What you have to do → Here the answer should be the line with "every tracking frame." and all the lines after it through the end of the listing, each repeated exactly, and no other text.

Records for the task →
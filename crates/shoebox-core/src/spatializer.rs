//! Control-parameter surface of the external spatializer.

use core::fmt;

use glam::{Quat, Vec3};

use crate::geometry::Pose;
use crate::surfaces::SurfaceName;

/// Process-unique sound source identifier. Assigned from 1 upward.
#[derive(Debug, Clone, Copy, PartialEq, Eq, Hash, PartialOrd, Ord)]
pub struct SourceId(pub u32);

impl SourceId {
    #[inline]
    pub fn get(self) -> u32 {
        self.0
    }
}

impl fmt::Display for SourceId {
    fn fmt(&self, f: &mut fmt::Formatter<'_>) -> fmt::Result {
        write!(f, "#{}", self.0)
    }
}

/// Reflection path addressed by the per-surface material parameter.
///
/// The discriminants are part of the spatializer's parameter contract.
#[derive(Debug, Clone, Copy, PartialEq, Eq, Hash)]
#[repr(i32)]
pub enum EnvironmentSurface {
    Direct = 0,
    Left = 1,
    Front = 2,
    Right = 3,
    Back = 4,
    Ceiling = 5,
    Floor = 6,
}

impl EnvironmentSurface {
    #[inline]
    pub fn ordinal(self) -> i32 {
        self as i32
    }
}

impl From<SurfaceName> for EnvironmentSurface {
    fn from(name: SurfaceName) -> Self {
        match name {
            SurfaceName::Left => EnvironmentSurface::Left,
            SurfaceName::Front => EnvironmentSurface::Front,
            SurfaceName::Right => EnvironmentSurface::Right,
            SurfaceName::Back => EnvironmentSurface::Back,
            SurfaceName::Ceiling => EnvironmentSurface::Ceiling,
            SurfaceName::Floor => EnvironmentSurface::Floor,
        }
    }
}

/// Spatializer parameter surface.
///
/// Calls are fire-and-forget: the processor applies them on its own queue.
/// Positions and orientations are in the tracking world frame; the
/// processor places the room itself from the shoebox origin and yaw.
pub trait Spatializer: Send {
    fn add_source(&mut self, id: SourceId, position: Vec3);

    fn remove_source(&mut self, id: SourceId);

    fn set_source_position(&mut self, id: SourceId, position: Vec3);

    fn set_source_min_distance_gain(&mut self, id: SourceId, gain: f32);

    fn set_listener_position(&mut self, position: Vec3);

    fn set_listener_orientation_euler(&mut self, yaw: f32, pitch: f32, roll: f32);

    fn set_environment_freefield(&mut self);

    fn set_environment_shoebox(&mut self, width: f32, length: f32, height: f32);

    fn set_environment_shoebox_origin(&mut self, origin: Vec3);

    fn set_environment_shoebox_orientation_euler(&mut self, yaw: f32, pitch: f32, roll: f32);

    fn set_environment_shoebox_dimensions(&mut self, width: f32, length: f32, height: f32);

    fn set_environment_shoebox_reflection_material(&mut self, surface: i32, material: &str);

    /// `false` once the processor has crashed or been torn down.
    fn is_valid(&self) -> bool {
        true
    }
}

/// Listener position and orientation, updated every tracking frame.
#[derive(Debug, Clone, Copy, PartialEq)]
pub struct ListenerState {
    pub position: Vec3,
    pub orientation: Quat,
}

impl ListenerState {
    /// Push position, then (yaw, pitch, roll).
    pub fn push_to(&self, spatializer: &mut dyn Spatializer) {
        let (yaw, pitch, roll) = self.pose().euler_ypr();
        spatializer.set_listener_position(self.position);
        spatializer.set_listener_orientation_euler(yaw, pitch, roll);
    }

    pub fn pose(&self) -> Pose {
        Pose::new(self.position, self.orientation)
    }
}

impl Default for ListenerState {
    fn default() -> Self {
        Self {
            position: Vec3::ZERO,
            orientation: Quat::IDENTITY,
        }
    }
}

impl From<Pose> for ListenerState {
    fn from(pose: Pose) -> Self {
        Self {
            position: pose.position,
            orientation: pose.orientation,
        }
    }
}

Output of the task →
/// Listener position and orientation, updated every tracking frame.
#[derive(Debug, Clone, Copy, PartialEq)]
pub struct ListenerState {
    pub position: Vec3,
    pub orientation: Quat,
}

impl ListenerState {
    /// Push position, then (yaw, pitch, roll).
    pub fn push_to(&self, spatializer: &mut dyn Spatializer) {
        let (yaw, pitch, roll) = self.pose().euler_ypr();
        spatializer.set_listener_position(self.position);
        spatializer.set_listener_orientation_euler(yaw, pitch, roll);
    }

    pub fn pose(&self) -> Pose {
        Pose::new(self.position, self.orientation)
    }
}

impl Default for ListenerState {
    fn default() -> Self {
        Self {
            position: Vec3::ZERO,
            orientation: Quat::IDENTITY,
        }
    }
}

impl From<Pose> for ListenerState {
    fn from(pose: Pose) -> Self {
        Self {
            position: pose.position,
            orientation: pose.orientation,
        }
    }
}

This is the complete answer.